Feedback from the field remains critical. A packaging plant struggling with roll unwind might require a tweak in our winding routine back at the plant. Seed tape manufacturers needing faster breakdown during planting season might rely on recipe adjustments. Instead of long chains of communication typical in distribution-based businesses, we handle each inquiry at the source and modify processes promptly.

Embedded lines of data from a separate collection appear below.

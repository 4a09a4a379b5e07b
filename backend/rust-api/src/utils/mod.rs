pub mod time;
pub mod title;
use serde::{Deserialize, Serialize};
use std::time::Duration;
use thiserror::Error;
use validator::Validate;

/// Parameters of one long-text question, as written by the content editor.
///
/// Every field is optional on the wire; missing values fall back to the
/// defaults below so the core never sees a partially filled object.
#[derive(Debug, Clone, Serialize, Deserialize, Validate)]
#[serde(rename_all = "camelCase")]
pub struct WidgetParams {
    #[serde(rename = "text", default = "default_prompt_text")]
    pub prompt_text: String,

    #[serde(default)]
    #[validate(nested)]
    pub input: InputParams,

    #[serde(default)]
    pub submit_save: SubmitSaveParams,

    #[serde(default)]
    pub rubric: RubricParams,
}

#[derive(Debug, Clone, Serialize, Deserialize, Validate)]
#[serde(rename_all = "camelCase")]
pub struct InputParams {
    #[serde(rename = "placeholderText", default = "default_placeholder")]
    pub placeholder: String,

    /// Height of the editor in text lines
    #[serde(rename = "rows", default = "default_visible_lines")]
    #[validate(range(min = 1, message = "input.rows must be at least 1"))]
    pub visible_lines: u32,
}

#[derive(Debug, Clone, Serialize, Deserialize)]
#[serde(rename_all = "camelCase")]
pub struct SubmitSaveParams {
    #[serde(default)]
    pub show_submit: bool,

    #[serde(rename = "submitText", default = "default_submit_text")]
    pub submit_confirmation_text: String,

    /// Negative disables autosave, zero saves on blur only, positive also
    /// debounces edits by that many seconds.
    #[serde(rename = "autoSave", default)]
    pub auto_save_delay_seconds: i64,
}

#[derive(Debug, Clone, Serialize, Deserialize)]
#[serde(rename_all = "camelCase")]
pub struct RubricParams {
    #[serde(default)]
    pub visible_to_user: bool,

    #[serde(default)]
    pub criteria: Vec<RubricCriterion>,

    #[serde(default = "default_rubric_label")]
    pub label: String,
}

#[derive(Debug, Clone, PartialEq, Eq, Serialize, Deserialize)]
pub struct RubricCriterion {
    #[serde(rename = "weight", default)]
    pub weight_label: String,

    #[serde(default)]
    pub text: String,
}

/// How edits and blurs turn into saves.
#[derive(Debug, Clone, Copy, PartialEq, Eq)]
pub enum AutoSaveMode {
    Disabled,
    BlurOnly,
    Debounced(Duration),
}

#[derive(Debug, Error)]
pub enum ParamsError {
    #[error("invalid question parameters: {0}")]
    Decode(#[from] serde_json::Error),

    #[error("question parameters failed validation: {0}")]
    Invalid(#[from] validator::ValidationErrors),
}

fn default_prompt_text() -> String {
    "To be or not to be?".to_string()
}

fn default_placeholder() -> String {
    "Enter your answer here.".to_string()
}

fn default_visible_lines() -> u32 {
    5
}

fn default_submit_text() -> String {
    "Your answer has been submitted.".to_string()
}

fn default_rubric_label() -> String {
    "Rubric".to_string()
}

impl Default for WidgetParams {
    fn default() -> Self {
        Self {
            prompt_text: default_prompt_text(),
            input: InputParams::default(),
            submit_save: SubmitSaveParams::default(),
            rubric: RubricParams::default(),
        }
    }
}

impl Default for InputParams {
    fn default() -> Self {
        Self {
            placeholder: default_placeholder(),
            visible_lines: default_visible_lines(),
        }
    }
}

impl Default for SubmitSaveParams {
    fn default() -> Self {
        Self {
            show_submit: false,
            submit_confirmation_text: default_submit_text(),
            auto_save_delay_seconds: 0,
        }
    }
}

impl Default for RubricParams {
    fn default() -> Self {
        Self {
            visible_to_user: false,
            criteria: Vec::new(),
            label: default_rubric_label(),
        }
    }
}

impl WidgetParams {
    /// Decode and validate a JSON parameter object.
    pub fn from_json(value: serde_json::Value) -> Result<Self, ParamsError> {
        let params: WidgetParams = serde_json::from_value(value)?;
        params.validate()?;
        Ok(params)
    }

    pub fn auto_save_mode(&self) -> AutoSaveMode {
        match self.submit_save.auto_save_delay_seconds {
            secs if secs < 0 => AutoSaveMode::Disabled,
            0 => AutoSaveMode::BlurOnly,
            secs => AutoSaveMode::Debounced(Duration::from_secs(secs as u64)),
        }
    }

    /// The rubric, if it should be shown to the learner at all.
    pub fn visible_rubric(&self) -> Option<&RubricParams> {
        if self.rubric.visible_to_user && !self.rubric.criteria.is_empty() {
            Some(&self.rubric)
        } else {
            None
        }
    }
}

By buying PVA 1788 directly from us, customers are not only getting engineered polymer; they tap into years of hands-on experience and troubleshooting in polymer science, film extrusion, and process engineering. We work alongside those responsible for end-user success. Our staff see the impact of every improvement: film that rolls off with just the right clarity, capsules that open on time in laundry basins, seed tape that melts at the touch of spring rain. This perspective, built on manufacturing and problem-solving, sets our PVA 1788 apart from repackaged or speculative alternatives.
Over the years, we’ve seen trends shift from commodity plastics to specialty films, from unspecific performance to tight tolerances. We’ve scaled capacity and refined logistics to match. What remains constant is our focus on practical, proven methods and materials—PVA 1788 stands as the result of that journey, shaped by feedback, chemistry, and daily production-line reality.
The market asks for more recyclable, compostable, and water-dispersible materials. We see Polyvinyl Alcohol Film PVA 1788 as a backbone for delivering these results. Colleges research new uses. Brands want fast-dissolving pods with no trace on clothing. Growers look for soil amendments that fade without lingering fragments. We meet—we don’t just monitor—these demands by keeping production close to the people and processes who depend most on our film’s promise.